Afriques demain
12H56 - mercredi 28 décembre 2022

Burkina Faso, l’inefficacité de la Cedao. La chronique d’Eric Bazin

 

Après le Mali et la Guinée, l’organisation ouest-africaine de la Cedao n’a pas fait mieux dans le cas du Burkina Faso. Un premier putsch s’y déroule le 23 janvier 2022, organisé par un Mouvement patriotique pour la sauvegarde et la restauration (MPSR). Le président élu, Roch Marc Christian Kaboré, est déposé. Lui succède Paul-Henri Sandaogo Damiba. Ce lieutenant-colonel est peu original dans ses premières mesures : il impose la fermeture des frontières, un couvre-feu sur l’ensemble du territoire, la dissolution du gouvernement, de l’Assemblée Nationale et la suspension de la Constitution. Le leader du MPSR s’engage à « proposer dans un délai raisonnable (…) un calendrier de retour à un ordre constitutionnel, accepté de tous ».

La Cedeao ne fait guère mieux.

Par un copier/coller de ses précédents faits d’armes, elle suspend, le 28 janvier 2022, le Burkina Faso de l’organisation, à l’issue d’un sommet virtuel, demande la libération du président renversé et décide de l’envoi d’une mission à Ouagadougou. Le 3 février, le sommet extraordinaire d’Accra note « la dégradation de la situation sécuritaire et humanitaire au Burkina Faso, requérant un retour rapide à l’ordre constitutionnel pour trouver des solutions efficaces à ces problèmes ». La Conférence « appelle l’autorité militaire à mettre en place les organes de la transition, à adopter un calendrier électoral et favoriser le retour à l’ordre constitutionnel le plus rapidement ».

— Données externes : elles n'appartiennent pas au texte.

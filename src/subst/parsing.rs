//! Recursive-descent parser for rule scripts
//!
//! Grammar:
//!
//! ```text
//! script := rule* EOF
//! rule   := ("line" | "text") STRING "with" STRING
//! ```
//!
//! Each rule's pattern is compiled as soon as it is read, so the first problem
//! in the script (syntax or pattern) is the one reported. There is no
//! recovery: a script either parses completely or yields exactly one error.

use crate::subst::error::{ScriptError, ScriptErrorKind};
use crate::subst::lexing::{Token, Tokeniser};
use crate::subst::rules::{Rule, Scope, Substitution};

/// Keyword separating a pattern from its replacement.
pub const WITH_KEYWORD: &str = "with";

/// Reads rules one at a time from a script.
///
/// Also usable as an iterator of `Result<Rule, ScriptError>`; iteration ends
/// after the last rule or after the first error.
pub struct RuleParser<'s> {
    tz: Tokeniser<'s>,
    finished: bool,
}

impl<'s> RuleParser<'s> {
    /// Create a parser over `source`; `file` labels diagnostics.
    pub fn new(file: impl Into<String>, source: &'s str) -> Self {
        Self {
            tz: Tokeniser::new(file, source),
            finished: false,
        }
    }

    /// Parse the next rule, or `None` at a clean end of script.
    pub fn parse_next(&mut self) -> Result<Option<Rule>, ScriptError> {
        let scope = match self.tz.next_token()? {
            Token::EndOfInput => return Ok(None),
            Token::Identifier(word) => match Scope::from_keyword(&word) {
                Some(scope) => scope,
                None => return Err(self.reject(Token::Identifier(word))),
            },
            other => return Err(self.reject(other)),
        };
        let line = self.tz.line();

        let pattern = self.next_string()?;
        if pattern.is_empty() {
            return Err(self.tz.fail(ScriptErrorKind::EmptyPattern));
        }

        let regex = regex::bytes::Regex::new(&pattern)
            .map_err(|e| self.tz.fail(ScriptErrorKind::InvalidPattern(e.to_string())))?;

        self.match_keyword(WITH_KEYWORD)?;

        let template = self.next_string()?;

        let rule = Rule {
            scope,
            line,
            substitution: Substitution::new(regex, template),
        };

        tracing::debug!(
            file = self.tz.file(),
            line,
            scope = %rule.scope,
            pattern = rule.substitution.pattern(),
            "parsed rule"
        );

        Ok(Some(rule))
    }

    fn next_string(&mut self) -> Result<String, ScriptError> {
        match self.tz.next_token()? {
            Token::QuotedString(s) => Ok(s),
            other => Err(self.reject(other)),
        }
    }

    fn match_keyword(&mut self, keyword: &str) -> Result<(), ScriptError> {
        match self.tz.next_token()? {
            Token::Identifier(word) if word == keyword => Ok(()),
            other => Err(self.reject(other)),
        }
    }

    /// Error for a token that is not allowed at the current position.
    fn reject(&self, token: Token) -> ScriptError {
        let kind = match token {
            Token::Identifier(word) => ScriptErrorKind::UnexpectedKeyword(word),
            Token::QuotedString(s) => ScriptErrorKind::UnexpectedString(s),
            Token::EndOfInput => ScriptErrorKind::UnexpectedEof,
        };
        self.tz.fail(kind)
    }
}

impl Iterator for RuleParser<'_> {
    type Item = Result<Rule, ScriptError>;

    fn next(&mut self) -> Option<Self::Item> {
        if self.finished {
            return None;
        }
        let result = self.parse_next().transpose();
        if !matches!(result, Some(Ok(_))) {
            self.finished = true;
        }
        result
    }
}

/// Parse every rule in a script, stopping at the first error.
pub fn parse_rules(file: &str, source: &str) -> Result<Vec<Rule>, ScriptError> {
    RuleParser::new(file, source).collect()
}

Pour faire court, celle-ci n’ira pas à son terme. Le 30 septembre dernier, un coup d’Etat dans le coup d’Etat se déroule à Ouagadougou. Le capitaine Ibrahim Traoré prend la direction du MPSR. Son prédécesseur aurait trahi les idéaux originels et voulu profiter du pouvoir au lieu d’assurer la sécurité du pays face aux violences terroristes.

Le 2 octobre 2022, la Cedeao condamne, sans surprise, la prise du pouvoir par la force, appelle les forces de défense et de sécurité « à éviter l’escalade de violence et au renforcement de la protection des civils », et réaffirme son attachement au chronogramme qui prévoit le retour à l’ordre constitutionnel au plus tard le 1er juillet 2024. C’est l’ancien président nigérien Mahamadou Issoufou qui mène une mission de l’organisation à Ouagadougou, le 4 octobre 2022. « Je suis totalement satisfait de l’entretien que j’ai eu avec le capitaine. Nous repartons confiants », déclare-t-il, malgré des manifestations hostiles à sa venue, assurant que la Cedeao va « continuer à accompagner le peuple burkinabè dans cette épreuve très difficile qu’il traverse ».

Le nouveau président du Faso – investi le 21 octobre 2022, à 34 ans, il est le plus jeune chef d’Etat de la planète – a le soutien de la rue burkinabè grâce notamment à ses référents sankaristes, promet à son tour de ne pas s’attarder au pouvoir. Son mandat de la « charte de la transition » prendra fin « avec l’investiture du président issue de l’élection présidentielle » prévue en… 2024 !

Dans ces trois exemples – Burkina Faso, Guinée et Mali – la Cedeao est incapable de peser sur la situation politique de ses Etats membres. Au-delà de déclarations de principes, sa méthode semble consister à envoyer des missions d’experts composées de ministres et d’anciens chefs d’Etat. Puis, à l’occasion de sommets ordinaires ou extraordinaires, les membres de la Conférence des chefs d’Etat et de gouvernement de l’organisation « prennent note du rapport de mission de haut niveau », « saluent la qualité des rapports soumis ainsi que la pertinence des recommandations qui y sont soutenues », condamnent « fermement », annoncent des sanctions… et décident de rester saisis de la question.

Après quelques mois de médiation, entre communiqués qui se complaisent dans le satisfecit, avec un art de l’autocongratulation peu commun aux autres institutions internationales, de missions en sommets, la Cedeao accepte les propositions imposées par les putschistes, remettant à plus tard le retour à l’ordre constitutionnel.